● **Requirement**:
Find the lines below in which the string "collected" occurs. Copy each one.

##### Information #####

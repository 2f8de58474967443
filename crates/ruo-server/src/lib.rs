//! # Ruo Server
//!
//! HTTP/1.1 transport for the Ruo request pipeline.
//!
//! - Accept loop on a Tokio `TcpListener`, one task per connection
//! - Request bodies collected up front, bounded by a timeout
//! - Graceful shutdown on SIGTERM/SIGINT or a programmatic signal
//! - Connections closed without a reply when the pipeline aborts
//!
//! The server knows nothing about operations or stages. It hands each
//! collected request to a [`Dispatch`] implementation, normally a
//! [`Pipeline`](ruo_middleware::Pipeline) or the application facade.
//!
//! ## Example
//!
//! ```rust,ignore
//! use std::sync::Arc;
//! use ruo_server::{Server, ServerConfig, ShutdownSignal};
//!
//! let server = Server::new(
//!     ServerConfig::builder().http_addr("127.0.0.1:8080").build(),
//!     Arc::new(pipeline),
//! );
//! server.run_with_shutdown(ShutdownSignal::with_os_signals()).await?;
//! ```

#![doc(html_root_url = "https://docs.rs/ruo-server/0.1.0")]
#![warn(missing_docs)]
#![forbid(unsafe_code)]

pub mod config;
pub mod dispatch;
pub mod error;
pub mod server;
pub mod shutdown;

// Re-export main types at crate root
pub use config::{ServerConfig, ServerConfigBuilder};
pub use dispatch::Dispatch;
pub use error::ServerError;
pub use server::{bind, Server};
pub use shutdown::{ConnectionToken, ConnectionTracker, ShutdownReceiver, ShutdownSignal};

#####

● **Answer to the exercise**:
//! - Request bodies collected up front, bounded by a timeout
//! collected request to a [`Dispatch`] implementation, normally a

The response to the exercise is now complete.